- Your assignment
Quote, with no changes, the lines that run from the top of the material to the line with "std::fs::create_dir_all(parent)", both included.

- Entries shown
▼
/// Errors surfaced by the annotation catalog
#[derive(Debug, Error)]
pub enum CatalogError {
    #[error("image {0} does not exist")]
    ImageNotFound(i64),
    #[error("rectangle has no area: {0:?}")]
    InvalidRectangle(Rect),
    #[error(transparent)]
    Sql(#[from] rusqlite::Error),
}

pub type CatalogResult<T> = Result<T, CatalogError>;

/// Outcome of a directory sync
#[derive(Debug, Clone, Copy, Default)]
pub struct SyncReport {
    pub added: usize,
    pub skipped: usize,
}

/// The Library manages the SQLite annotation catalog.
/// It stores the known images (deduplicated by path) and the rectangle
/// annotations attached to each of them.
pub struct Library {
    conn: Connection,
    db_path: PathBuf,
}

impl Library {
    /// Create a new Library instance and initialize the database.
    ///
    /// The database file is created in the user's data directory:
    /// - Linux: ~/.local/share/snap-annotator/annotations.db
    /// - macOS: ~/Library/Application Support/snap-annotator/annotations.db
    /// - Windows: %APPDATA%\snap-annotator\annotations.db
    pub fn new() -> SqlResult<Self> {
        let db_path = Self::get_db_path();

        // Ensure the parent directory exists
        if let Some(parent) = db_path.parent() {
            std::fs::create_dir_all(parent)
                .expect("Failed to create application data directory");
        }

        println!("📁 Database initialized at: {}", db_path.display());
        Self::open(&db_path)
    }

    /// Open (or create) the catalog at an explicit path
    pub fn open(db_path: &Path) -> SqlResult<Self> {
        let conn = Connection::open(db_path)?;
        let mut library = Library {
            conn,
            db_path: db_path.to_path_buf(),
        };
        library.init()?;
        Ok(library)
    }

    /// Get the path where the database should be stored
    fn get_db_path() -> PathBuf {
        let mut path = dirs::data_dir()
            .or_else(|| dirs::home_dir())
            .expect("Could not determine user data directory");

        path.push("snap-annotator");
        path.push("annotations.db");
        path
    }

    fn init(&mut self) -> SqlResult<()> {
        // Cascade from images to annotations relies on this pragma
        self.conn.execute_batch("PRAGMA foreign_keys = ON")?;
        self.init_schema()
    }

    /// Initialize the database schema.
    /// Creates all necessary tables and indexes if they don't exist.
    fn init_schema(&mut self) -> SqlResult<()> {
        // Images table: one row per discovered file, deduplicated by path
        self.conn.execute(
            "CREATE TABLE IF NOT EXISTS images (
                id              INTEGER PRIMARY KEY AUTOINCREMENT,
                path            TEXT NOT NULL UNIQUE,
                filename        TEXT NOT NULL,
                imported_at     INTEGER NOT NULL
            )",
            [],
        )?;

        // Annotations table: rectangle per row, owned by exactly one image.
        // Deleting an image removes its annotations with it.
        self.conn.execute(
            "CREATE TABLE IF NOT EXISTS annotations (
                id              INTEGER PRIMARY KEY AUTOINCREMENT,
                image_id        INTEGER NOT NULL,
                x               REAL NOT NULL,
                y               REAL NOT NULL,
                width           REAL NOT NULL,
                height          REAL NOT NULL,
                FOREIGN KEY(image_id) REFERENCES images(id) ON DELETE CASCADE
            )",
            [],
        )?;

        self.conn.execute(
            "CREATE INDEX IF NOT EXISTS idx_annotations_image_id
             ON annotations(image_id)",
            [],
        )?;

        self.conn.execute(
            "CREATE INDEX IF NOT EXISTS idx_images_imported_at
             ON images(imported_at DESC)",
            [],
        )?;

        Ok(())
    }

    /// Get the path to the database file
    pub fn path(&self) -> &PathBuf {
        &self.db_path
    }

    /// Get a count of images in the catalog
    pub fn image_count(&self) -> SqlResult<i64> {
        let count: i64 = self
            .conn
            .query_row("SELECT COUNT(*) FROM images", [], |row| row.get(0))?;
        Ok(count)
    }

    /// Get all known images, newest first
    pub fn list_images(&self) -> SqlResult<Vec<ImageRecord>> {
        let mut stmt = self
            .conn
            .prepare("SELECT id, filename, path FROM images ORDER BY imported_at DESC, id DESC")?;

        let image_iter = stmt.query_map([], |row| {
            Ok(ImageRecord {
                id: row.get(0)?,
                filename: row.get(1)?,
                path: row.get(2)?,
            })
        })?;

        let mut images = Vec::new();
        for image in image_iter {
            images.push(image?);
        }

        Ok(images)
    }

    /// Idempotent upsert-by-path: paths already in the catalog are left
    /// untouched, new paths get a freshly assigned image row.
    pub fn sync_image_paths(&self, paths: &[String]) -> SqlResult<SyncReport> {
        let mut report = SyncReport::default();

        for path in paths {
            let filename = Path::new(path)
                .file_name()
                .unwrap_or_default()
                .to_string_lossy()
                .to_string();

            let result = self.conn.execute(
                "INSERT INTO images (path, filename, imported_at) VALUES (?1, ?2, ?3)",
                rusqlite::params![path, &filename, chrono::Utc::now().timestamp()],
            );

            match result {
                Ok(_) => report.added += 1,
                Err(rusqlite::Error::SqliteFailure(err, _))
                    if err.code == ErrorCode::ConstraintViolation =>
                {
                    // Already known by path
                    report.skipped += 1;
                }
                Err(e) => return Err(e),
            }
        }

        Ok(report)
    }

    pub fn image_exists(&self, image_id: i64) -> SqlResult<bool> {
        let count: i64 = self.conn.query_row(
            "SELECT COUNT(*) FROM images WHERE id = ?1",
            [image_id],
            |row| row.get(0),
        )?;
        Ok(count > 0)
    }

    /// All annotations stored for an image; empty if none
    pub fn get_annotations(&self, image_id: i64) -> SqlResult<Vec<Annotation>> {
        let mut stmt = self.conn.prepare(
            "SELECT id, image_id, x, y, width, height FROM annotations
             WHERE image_id = ?1 ORDER BY id",
        )?;

        let annotation_iter = stmt.query_map([image_id], |row| {
            Ok(Annotation {
                id: row.get(0)?,
                image_id: row.get(1)?,
                x: row.get(2)?,
                y: row.get(3)?,
                width: row.get(4)?,
                height: row.get(5)?,
            })
        })?;

        let mut annotations = Vec::new();
        for annotation in annotation_iter {
            annotations.push(annotation?);
        }

        Ok(annotations)
    }

    /// Insert a new annotation and return it with its assigned ID.
    /// Fails when the referenced image does not exist or the rectangle
    /// has no area.
    pub fn create_annotation(&self, annotation: &Annotation) -> CatalogResult<Annotation> {
        Self::validate_rect(&annotation.rect())?;
        if !self.image_exists(annotation.image_id)? {
            return Err(CatalogError::ImageNotFound(annotation.image_id));
        }

        self.conn.execute(
            "INSERT INTO annotations (image_id, x, y, width, height)
             VALUES (?1, ?2, ?3, ?4, ?5)",
            rusqlite::params![
                annotation.image_id,
                annotation.x,
                annotation.y,
                annotation.width,
                annotation.height
            ],
        )?;

        let mut created = *annotation;
        created.id = self.conn.last_insert_rowid();
        Ok(created)
    }

    /// Replace an annotation's geometry. Unknown IDs are a benign no-op,
    /// consistent with idempotent retry.
    pub fn update_annotation(&self, id: i64, rect: Rect) -> CatalogResult<()> {
        Self::validate_rect(&rect)?;
        self.conn.execute(
            "UPDATE annotations SET x = ?1, y = ?2, width = ?3, height = ?4 WHERE id = ?5",
            rusqlite::params![rect.x, rect.y, rect.width, rect.height, id],
        )?;
        Ok(())
    }

    /// Delete an annotation. Unknown IDs are a benign no-op.
    pub fn delete_annotation(&self, id: i64) -> SqlResult<()> {
        self.conn
            .execute("DELETE FROM annotations WHERE id = ?1", [id])?;
        Ok(())
    }

    /// Create or update based on ID presence
    pub fn save_annotation(&self, annotation: &Annotation) -> CatalogResult<Annotation> {
        if annotation.is_persisted() {
            self.update_annotation(annotation.id, annotation.rect())?;
            Ok(*annotation)
        } else {
            self.create_annotation(annotation)
        }
    }

    /// Apply a whole create/update/delete batch in one transaction, so a
    /// save-all is atomic: either every pending mutation for the image
    /// commits or none do. Returns (placeholder, assigned) ID pairs for
    /// the created annotations.
    pub fn save_batch(
        &mut self,
        image_id: i64,
        batch: &SaveBatch,
    ) -> CatalogResult<Vec<(i64, i64)>> {
        if !self.image_exists(image_id)? {
            return Err(CatalogError::ImageNotFound(image_id));
        }

        let tx = self.conn.transaction()?;
        let mut assigned = Vec::with_capacity(batch.creates.len());

        for annotation in &batch.creates {
            Self::validate_rect(&annotation.rect())?;
            tx.execute(
                "INSERT INTO annotations (image_id, x, y, width, height)
                 VALUES (?1, ?2, ?3, ?4, ?5)",
                rusqlite::params![
                    image_id,
                    annotation.x,
                    annotation.y,
                    annotation.width,
                    annotation.height
                ],
            )?;
            assigned.push((annotation.id, tx.last_insert_rowid()));
        }

        for annotation in &batch.updates {
            Self::validate_rect(&annotation.rect())?;
            tx.execute(
                "UPDATE annotations SET x = ?1, y = ?2, width = ?3, height = ?4 WHERE id = ?5",
                rusqlite::params![
                    annotation.x,
                    annotation.y,
                    annotation.width,
                    annotation.height,
                    annotation.id
                ],
            )?;
        }

        for id in &batch.deletes {
            tx.execute("DELETE FROM annotations WHERE id = ?1", [id])?;
        }

        tx.commit()?;
        Ok(assigned)
    }

    /// Remove an image; its annotations cascade away with it
    pub fn delete_image(&self, image_id: i64) -> SqlResult<()> {
        self.conn
            .execute("DELETE FROM images WHERE id = ?1", [image_id])?;
        Ok(())
    }

    fn validate_rect(rect: &Rect) -> CatalogResult<()> {
        if rect.is_valid() {
            Ok(())
        } else {
            Err(CatalogError::InvalidRectangle(*rect))
        }
    }
}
▲
- Task response
/// Errors surfaced by the annotation catalog
#[derive(Debug, Error)]
pub enum CatalogError {
    #[error("image {0} does not exist")]
    ImageNotFound(i64),
    #[error("rectangle has no area: {0:?}")]
    InvalidRectangle(Rect),
    #[error(transparent)]
    Sql(#[from] rusqlite::Error),
}

pub type CatalogResult<T> = Result<T, CatalogError>;

/// Outcome of a directory sync
#[derive(Debug, Clone, Copy, Default)]
pub struct SyncReport {
    pub added: usize,
    pub skipped: usize,
}

/// The Library manages the SQLite annotation catalog.
/// It stores the known images (deduplicated by path) and the rectangle
/// annotations attached to each of them.
pub struct Library {
    conn: Connection,
    db_path: PathBuf,
}

impl Library {
    /// Create a new Library instance and initialize the database.
    ///
    /// The database file is created in the user's data directory:
    /// - Linux: ~/.local/share/snap-annotator/annotations.db
    /// - macOS: ~/Library/Application Support/snap-annotator/annotations.db
    /// - Windows: %APPDATA%\snap-annotator\annotations.db
    pub fn new() -> SqlResult<Self> {
        let db_path = Self::get_db_path();

        // Ensure the parent directory exists
        if let Some(parent) = db_path.parent() {
            std::fs::create_dir_all(parent)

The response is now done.